My grandpa lived in Orange Grove, Western Australia, and had a navel orange tree growing--or should I say, struggling to grow--on his property. After seven years of watching this poor tree struggling to stay alive, Grandpa was ready to get rid of it. It hadn't even grown an inch! He offered the tree to Dad to see if he would have any luck with it, otherwise out it would go.
Almost as soon as Dad planted the tree on our property, it started to grow. The tree was flourishing just nicely when our goats--Danny and Kaye--managed one of their many "escapes from Alcatraz," broke free of their chains and discovered just how tasty navel orange trees can be. They managed to strip all the leaves off the tree and eat its lower branches. The poor tree was back to "square one."
Dad found another way to "out-fox" the goats and kept them securely tethered for quite a few months--long enough, at least, for the little orange tree to grow new leaves and further increase in size.
But, true to form, the goats eventually managed to break free of their chains and guess where they headed first--that tasty orange tree. Once again, the tree was stripped bare of all leaves and eaten back.
Around this time, the Gosnells Adventist church was promoting "investment" projects, where the members could raise money to assist the missionaries in the Pacific islands. This gave Mum and Dad the idea of dedicating the navel orange tree to God, and any money that they raised from the sale of its fruit would be their investment project.
We knew the tree had growing potential and, after the dedication, it grew in leaps and bounds. Of course, not to be outdone by being kept tied to their tether, Danny and Kaye--the Houdinis of goats-- managed to make their escape again. They headed straight for the orange tree. The only difference this time was they walked straight past the tree, with not so much as a nibble as they went past. All they left behind were the drag marks of the chains in the sand near the tree.

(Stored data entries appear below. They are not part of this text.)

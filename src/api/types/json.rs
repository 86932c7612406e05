//! Custom JSON extractor that returns errors as JSON

use axum::{
    Json as AxumJson,
    extract::{FromRequest, Request},
    http::StatusCode,
    response::{IntoResponse, Response},
};
use serde::de::DeserializeOwned;

use super::error::ErrorBody;

/// Custom JSON extractor that converts all rejection errors to JSON format
///
/// This wrapper around `axum::Json` ensures that deserialization errors
/// are returned as JSON responses matching our API error format.
#[derive(Debug, Clone, Copy, Default)]
pub struct Json<T>(pub T);

impl<T> Json<T> {
    /// Consume the extractor and return the inner value
    pub fn into_inner(self) -> T {
        self.0
    }
}

impl<T> std::ops::Deref for Json<T> {
    type Target = T;

    fn deref(&self) -> &Self::Target {
        &self.0
    }
}

impl<T> std::ops::DerefMut for Json<T> {
    fn deref_mut(&mut self) -> &mut Self::Target {
        &mut self.0
    }
}

/// JSON rejection error that returns the flat error body
#[derive(Debug)]
pub struct JsonRejection {
    status: StatusCode,
    message: String,
}

impl IntoResponse for JsonRejection {
    fn into_response(self) -> Response {
        let body = ErrorBody {
            error: self.message,
        };

        (self.status, AxumJson(body)).into_response()
    }
}

impl<S, T> FromRequest<S> for Json<T>
where
    T: DeserializeOwned,
    S: Send + Sync,
{
    type Rejection = JsonRejection;

    async fn from_request(req: Request, state: &S) -> Result<Self, Self::Rejection> {
        match AxumJson::<T>::from_request(req, state).await {
            Ok(AxumJson(value)) => Ok(Json(value)),
            Err(rejection) => {
                let message = format_rejection_message(&rejection);
                let status = rejection.status();

                Err(JsonRejection { status, message })
            }
        }
    }
}

/// Format the rejection message to be more user-friendly
fn format_rejection_message(rejection: &axum::extract::rejection::JsonRejection) -> String {
    use axum::extract::rejection::JsonRejection::*;

    match rejection {
        JsonDataError(err) => {
            // Extract the serde error message which contains field info
            let msg = err.body_text();
            format!("Invalid JSON data: {}", msg)
        }
        JsonSyntaxError(err) => {
            format!("Invalid JSON syntax: {}", err.body_text())
        }
        MissingJsonContentType(_) => {
            "Missing Content-Type header. Expected 'application/json'.".to_string()
        }
        BytesRejection(err) => {
            format!("Failed to read request body: {}", err.body_text())
        }
        _ => "Invalid JSON request".to_string(),
    }
}

impl<T> IntoResponse for Json<T>
where
    T: serde::Serialize,
{
    fn into_response(self) -> Response {
        AxumJson(self.0).into_response()
    }
}

impl<T> From<T> for Json<T> {
    fn from(value: T) -> Self {
        Json(value)
    }
}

The navel tree grew into a huge tree that bore heaps and heaps of the biggest, juiciest navel oranges you ever did taste. To this day, I still have not eaten a navel orange that beats those from the tree dedicated to God by Mum and Dad. Blessed are those who trust in the Lord and have made the Lord their hope and confidence. They are like trees planted along a riverbank, with roots that reach deep into the water. Such trees are not bothered by the heat or worried by long months of drought. Their leaves stay green, and they go right on producing delicious fruit. Jeremiah 17:7, 8. Lyn Price is departmental assistant to the stewardship department of the South Pacific Division, based in Wahroonga, New South Wales.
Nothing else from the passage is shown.